At least two senior security officials confirmed that the military has decided not only to restrict the movement of all militant groups, including the deadliest Afghan Taliban insurgents, but also deny them space within Pakistan’s borders.
“We will play our part while coalition forces will stop infiltration from across the border,” said a Pakistani military official.
However, officials refused to divulge details of the plan and it could not be independently verified since media does not have access to border areas.
The move, if confirmed, will be seen as a departure from the security establishment’s years-old approach towards the Haqqanis. Washington has long demanded that Pakistani military go after the Haqqanis, believed to be operating from the Pak-Afghan borders areas in North Waziristan.
But this change on Pakistan’s part does not mean the army will directly confront the group, which the country believes will have a vital role in any future political dispensation in Afghanistan.

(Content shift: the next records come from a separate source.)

//! Bounded-queue telemetry sink and the background shipper that drains it.

use std::sync::atomic::{AtomicU64, Ordering};
use std::time::Duration;

use metrics::counter;
use reqwest::{Client, StatusCode};
use tokio::sync::mpsc::{self, Receiver, Sender, error::TrySendError};
use tokio_retry::RetryIf;
use tokio_retry::strategy::ExponentialBackoff;
use tracing::{debug, info, warn};

use super::service::{LogEntry, TelemetrySink, TelemetryStatus};
use crate::error::AppError;

/// Attempts per entry, the first one included.
const SHIP_ATTEMPTS: usize = 3;

/// Sink that pushes entries onto a bounded channel.
///
/// A full queue drops the entry and bumps `telemetry_dropped_total`;
/// the caller is never blocked.
pub struct ChannelTelemetry {
    origin: String,
    tx: Sender<LogEntry>,
    capacity: usize,
    dropped: AtomicU64,
}

impl ChannelTelemetry {
    /// Creates the sink and the receiving half for a [`TelemetryShipper`].
    pub fn new(origin: impl Into<String>, capacity: usize) -> (Self, Receiver<LogEntry>) {
        let (tx, rx) = mpsc::channel(capacity);
        let sink = Self {
            origin: origin.into(),
            tx,
            capacity,
            dropped: AtomicU64::new(0),
        };
        (sink, rx)
    }
}

impl TelemetrySink for ChannelTelemetry {
    fn origin(&self) -> &str {
        &self.origin
    }

    fn enqueue(&self, entry: LogEntry) {
        match self.tx.try_send(entry) {
            Ok(()) => {}
            Err(TrySendError::Full(_)) | Err(TrySendError::Closed(_)) => {
                self.dropped.fetch_add(1, Ordering::Relaxed);
                counter!("telemetry_dropped_total").increment(1);
            }
        }
    }

    fn status(&self) -> TelemetryStatus {
        TelemetryStatus {
            enabled: true,
            queued: self.capacity - self.tx.capacity(),
            capacity: self.capacity,
            dropped: self.dropped.load(Ordering::Relaxed),
        }
    }
}

#[derive(Debug, thiserror::Error)]
enum ShipError {
    #[error("transient delivery failure: {0}")]
    Transient(String),
    #[error("collector rejected entry with {0}")]
    Rejected(StatusCode),
}

impl ShipError {
    fn is_transient(&self) -> bool {
        matches!(self, Self::Transient(_))
    }
}

/// Background task POSTing queued entries to the log collector.
///
/// Transport errors, 429 and 5xx replies are retried with exponential
/// backoff; other rejections are logged and the entry is dropped.
pub struct TelemetryShipper {
    client: Client,
    endpoint: String,
    token: Option<String>,
    rx: Receiver<LogEntry>,
}

impl TelemetryShipper {
    /// # Errors
    ///
    /// Returns [`AppError::Internal`] if the HTTP client cannot be built.
    pub fn new(
        endpoint: impl Into<String>,
        token: Option<String>,
        timeout: Duration,
        rx: Receiver<LogEntry>,
    ) -> Result<Self, AppError> {
        let client = Client::builder()
            .timeout(timeout)
            .build()
            .map_err(|e| AppError::internal(format!("failed to build HTTP client: {e}")))?;

        Ok(Self {
            client,
            endpoint: endpoint.into(),
            token,
            rx,
        })
    }

    /// Drains the queue until every sender is dropped.
    pub async fn run(mut self) {
        info!(endpoint = %self.endpoint, "Telemetry shipper started");

        while let Some(entry) = self.rx.recv().await {
            let strategy = ExponentialBackoff::from_millis(2)
                .factor(50)
                .max_delay(Duration::from_secs(2))
                .take(SHIP_ATTEMPTS - 1);

            let result =
                RetryIf::spawn(strategy, || self.post(&entry), ShipError::is_transient).await;

            if let Err(e) = result {
                warn!(component = %entry.component, error = %e, "Dropping telemetry entry");
            }
        }

        debug!("Telemetry shipper stopped");
    }

    async fn post(&self, entry: &LogEntry) -> Result<(), ShipError> {
        let mut request = self.client.post(&self.endpoint).json(entry);
        if let Some(token) = &self.token {
            request = request.bearer_auth(token);
        }

        let response = request
            .send()
            .await
            .map_err(|e| ShipError::Transient(e.to_string()))?;

        let status = response.status();
        if status.is_success() {
            Ok(())
        } else if status.is_server_error() || status == StatusCode::TOO_MANY_REQUESTS {
            Err(ShipError::Transient(format!("collector returned {status}")))
        } else {
            Err(ShipError::Rejected(status))
        }
    }
}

These new border security measures are believed to be the result of a deal that was struck between Islamabad and Washington during US Secretary of State Hillary Clinton’s recent visit to Pakistan.
Under the agreement, the US is no longer asking for a full-scale military offensive against the Haqqani network in return for Pakistan’s commitment to ‘take care’ of the group by using means other than an operation. This includes tightening border security to keep a check on the movement of the Haqqanis and persuading them to come to the negotiating table with the US.
Media reports emanating from Washington also indicate a new approach by the Obama administration on the Haqqani network.
The New York Times quoted a senior US official as saying that Clinton did not use her meeting to convince the Pakistani military to mount an offensive to root out the Haqqanis and other militants allegedly operating from sanctuaries in North Waziristan. “Instead, the administration says, it is pressing the Pakistanis to provide intelligence on the Haqqanis, arrest some of the group’s operatives and reduce ties to the terrorist group – all steps well short of military action,” the official said. “We’re at the point where Pakistanis have told us they’re going to squeeze the Haqqani network.”
When approached, Inter-Services Public Relations Director General Major-General Athar Abbas did not speak of any specific plan but reiterated that Pakistan has a stated policy not to allow its territory to be used against any third country, including Afghanistan.
Published in The Express Tribune, November 2nd, 2011.